Background: Over the past 15 years or so, in Vietnam, a phenomenon has steadily grown more and more widespread: the forming of co-located patients communities. Poor patients choose to live together, seeking/lending supports from/to one another. Despite the undeniable existence of these communities, little is researched or known about how co-located patients perceive the value of what they receive as cluster members, or how they assess their future connection to the communities they are living in.

Materials And Methods: The study employs multiple logistic regressions method to investigate relationships between factors such as perceived satisfaction from community-provided financial means, reported health improvements, along with patients' short-and longer-term commitments to these communities.

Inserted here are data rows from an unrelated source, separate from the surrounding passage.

//! Task lifecycle status, priority, and the status transition table.

use super::{ParsePriorityError, ParseTaskStatusError};
use serde::{Deserialize, Serialize};
use std::collections::HashSet;
use std::fmt;

/// Task lifecycle status.
///
/// The declaration order doubles as the sort order used by task search.
#[derive(
    Debug, Clone, Copy, PartialEq, Eq, Hash, PartialOrd, Ord, Serialize, Deserialize,
)]
#[serde(rename_all = "snake_case")]
pub enum TaskStatus {
    /// Work has not started.
    NotStarted,
    /// Work is underway.
    InProgress,
    /// Work is finished.
    Completed,
    /// Work is temporarily paused.
    OnHold,
}

impl TaskStatus {
    /// Returns the canonical storage representation.
    #[must_use]
    pub const fn as_str(self) -> &'static str {
        match self {
            Self::NotStarted => "not_started",
            Self::InProgress => "in_progress",
            Self::Completed => "completed",
            Self::OnHold => "on_hold",
        }
    }
}

impl fmt::Display for TaskStatus {
    fn fmt(&self, f: &mut fmt::Formatter<'_>) -> fmt::Result {
        f.write_str(self.as_str())
    }
}

impl TryFrom<&str> for TaskStatus {
    type Error = ParseTaskStatusError;

    fn try_from(value: &str) -> Result<Self, Self::Error> {
        let normalized = value.trim().to_ascii_lowercase();
        match normalized.as_str() {
            "not_started" => Ok(Self::NotStarted),
            "in_progress" => Ok(Self::InProgress),
            "completed" => Ok(Self::Completed),
            "on_hold" => Ok(Self::OnHold),
            _ => Err(ParseTaskStatusError(value.to_owned())),
        }
    }
}

/// Task priority.
///
/// Ordered from least to most urgent; the ordering is used by task search.
#[derive(
    Debug, Clone, Copy, PartialEq, Eq, Hash, PartialOrd, Ord, Serialize, Deserialize,
)]
#[serde(rename_all = "snake_case")]
pub enum Priority {
    /// Can wait.
    Low,
    /// Default priority.
    Medium,
    /// Should be picked up soon.
    High,
    /// Needs immediate attention.
    Urgent,
}

impl Priority {
    /// Returns the canonical storage representation.
    #[must_use]
    pub const fn as_str(self) -> &'static str {
        match self {
            Self::Low => "low",
            Self::Medium => "medium",
            Self::High => "high",
            Self::Urgent => "urgent",
        }
    }
}

impl Default for Priority {
    fn default() -> Self {
        Self::Medium
    }
}

impl fmt::Display for Priority {
    fn fmt(&self, f: &mut fmt::Formatter<'_>) -> fmt::Result {
        f.write_str(self.as_str())
    }
}

impl TryFrom<&str> for Priority {
    type Error = ParsePriorityError;

    fn try_from(value: &str) -> Result<Self, Self::Error> {
        let normalized = value.trim().to_ascii_lowercase();
        match normalized.as_str() {
            "low" => Ok(Self::Low),
            "medium" => Ok(Self::Medium),
            "high" => Ok(Self::High),
            "urgent" => Ok(Self::Urgent),
            _ => Err(ParsePriorityError(value.to_owned())),
        }
    }
}

/// Closed table of permitted status transitions.
///
/// The table is an explicit `(from, to)` set rather than scattered
/// conditionals, so deployments that permit additional transitions (such as
/// completing a task directly from `not_started`) construct their own table
/// with [`TransitionTable::new`]. `on_hold` admits both resume targets here;
/// the [`Task`](super::Task) aggregate additionally guards the resume target
/// against the status the task was paused from.
#[derive(Debug, Clone, PartialEq, Eq)]
pub struct TransitionTable {
    allowed: HashSet<(TaskStatus, TaskStatus)>,
}

impl TransitionTable {
    /// Builds a table from an explicit set of permitted transitions.
    #[must_use]
    pub fn new(transitions: impl IntoIterator<Item = (TaskStatus, TaskStatus)>) -> Self {
        Self {
            allowed: transitions.into_iter().collect(),
        }
    }

    /// Returns whether the table permits moving from `from` to `to`.
    #[must_use]
    pub fn allows(&self, from: TaskStatus, to: TaskStatus) -> bool {
        self.allowed.contains(&(from, to))
    }

    /// Returns whether a transition reopens a completed task.
    ///
    /// Reopening is separately permissioned by the task service.
    #[must_use]
    pub const fn is_reopen(from: TaskStatus, to: TaskStatus) -> bool {
        matches!(
            (from, to),
            (TaskStatus::Completed, TaskStatus::NotStarted)
        )
    }
}

impl Default for TransitionTable {
    /// The standard forward flow: `not_started → in_progress → completed`,
    /// `on_hold` reachable from (and returning to) `not_started` or
    /// `in_progress`, and reopen from `completed` back to `not_started`.
    fn default() -> Self {
        Self::new([
            (TaskStatus::NotStarted, TaskStatus::InProgress),
            (TaskStatus::NotStarted, TaskStatus::OnHold),
            (TaskStatus::InProgress, TaskStatus::Completed),
            (TaskStatus::InProgress, TaskStatus::OnHold),
            (TaskStatus::OnHold, TaskStatus::NotStarted),
            (TaskStatus::OnHold, TaskStatus::InProgress),
            (TaskStatus::Completed, TaskStatus::NotStarted),
        ])
    }
}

Results: The results suggest meaningful empirical relationships: 1) between, on one hand, gender, perceived values and sustainability of patients communities, financial stress faced by patients and the financial benefits they received from the community, and, on the other hand, their propensity to stay connected to it; and 2) between economic conditions, length of stay with a community, general level of satisfaction, health improvements on one hand and long-term commitment to these communities on the other hand.

Conclusions: Patients who choose to stick to co-location clusters do so for an economic reason: finding means to fight their financial hardship. This may suggest a degree of complication higher than one would have thought in dealing with poor patients from a social point of view. Concretely, the majority of the public only focuses on charity programs and in-king donations, while ignoring the more sustainable - and, at the same time, more complicated - alternative which is to create suitable income-generating jobs for patient. In addition, patients are not only those who seek to ask for supports but can potentially be the donors contributing to the sustainability of those voluntary communities.